### [AIM OF THE EXERCISE]
The exercise asks you to copy every line below in which "ChaincodeService" appears.

----- SOURCE MATERIAL

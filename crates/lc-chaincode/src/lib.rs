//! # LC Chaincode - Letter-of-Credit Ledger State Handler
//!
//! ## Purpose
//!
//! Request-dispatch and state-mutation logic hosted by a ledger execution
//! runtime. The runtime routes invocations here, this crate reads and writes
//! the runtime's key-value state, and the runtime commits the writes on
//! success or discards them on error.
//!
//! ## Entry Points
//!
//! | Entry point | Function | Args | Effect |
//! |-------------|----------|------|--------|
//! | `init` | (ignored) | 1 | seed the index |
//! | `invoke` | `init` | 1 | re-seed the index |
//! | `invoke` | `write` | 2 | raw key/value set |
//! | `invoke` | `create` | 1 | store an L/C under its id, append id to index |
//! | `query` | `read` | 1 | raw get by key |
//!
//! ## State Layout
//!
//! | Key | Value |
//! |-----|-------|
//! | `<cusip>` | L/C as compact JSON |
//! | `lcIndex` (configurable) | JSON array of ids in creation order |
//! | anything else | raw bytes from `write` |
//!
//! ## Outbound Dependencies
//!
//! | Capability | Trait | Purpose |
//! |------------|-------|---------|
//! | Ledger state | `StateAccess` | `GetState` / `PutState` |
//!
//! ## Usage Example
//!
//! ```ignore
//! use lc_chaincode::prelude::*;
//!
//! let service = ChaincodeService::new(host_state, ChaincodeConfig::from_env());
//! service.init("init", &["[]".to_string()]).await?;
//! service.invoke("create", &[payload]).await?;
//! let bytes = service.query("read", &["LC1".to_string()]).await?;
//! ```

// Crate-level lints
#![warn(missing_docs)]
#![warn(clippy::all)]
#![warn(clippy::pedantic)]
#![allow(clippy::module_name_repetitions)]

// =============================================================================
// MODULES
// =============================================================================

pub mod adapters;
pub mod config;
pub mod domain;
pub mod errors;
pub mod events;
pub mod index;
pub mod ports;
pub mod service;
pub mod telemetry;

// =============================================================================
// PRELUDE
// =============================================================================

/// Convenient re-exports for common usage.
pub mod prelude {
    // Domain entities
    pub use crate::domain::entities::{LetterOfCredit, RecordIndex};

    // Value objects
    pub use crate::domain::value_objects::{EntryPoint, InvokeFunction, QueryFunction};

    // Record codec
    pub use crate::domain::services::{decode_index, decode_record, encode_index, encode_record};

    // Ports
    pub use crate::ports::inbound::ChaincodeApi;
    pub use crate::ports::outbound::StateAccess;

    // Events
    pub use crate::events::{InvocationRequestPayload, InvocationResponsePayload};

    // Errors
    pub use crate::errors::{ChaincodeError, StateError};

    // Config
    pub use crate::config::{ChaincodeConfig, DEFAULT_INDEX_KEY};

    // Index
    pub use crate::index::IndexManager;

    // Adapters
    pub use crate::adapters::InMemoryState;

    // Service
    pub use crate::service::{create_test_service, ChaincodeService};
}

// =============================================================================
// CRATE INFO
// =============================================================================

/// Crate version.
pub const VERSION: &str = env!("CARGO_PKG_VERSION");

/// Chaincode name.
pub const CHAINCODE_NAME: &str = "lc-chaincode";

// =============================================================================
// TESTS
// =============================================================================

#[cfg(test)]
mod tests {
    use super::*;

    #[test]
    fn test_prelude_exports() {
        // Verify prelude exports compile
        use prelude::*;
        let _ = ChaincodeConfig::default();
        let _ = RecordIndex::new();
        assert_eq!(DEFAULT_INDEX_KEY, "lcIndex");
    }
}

----------

### [WRITTEN RESPONSE]
//! let service = ChaincodeService::new(host_state, ChaincodeConfig::from_env());
    pub use crate::service::{create_test_service, ChaincodeService};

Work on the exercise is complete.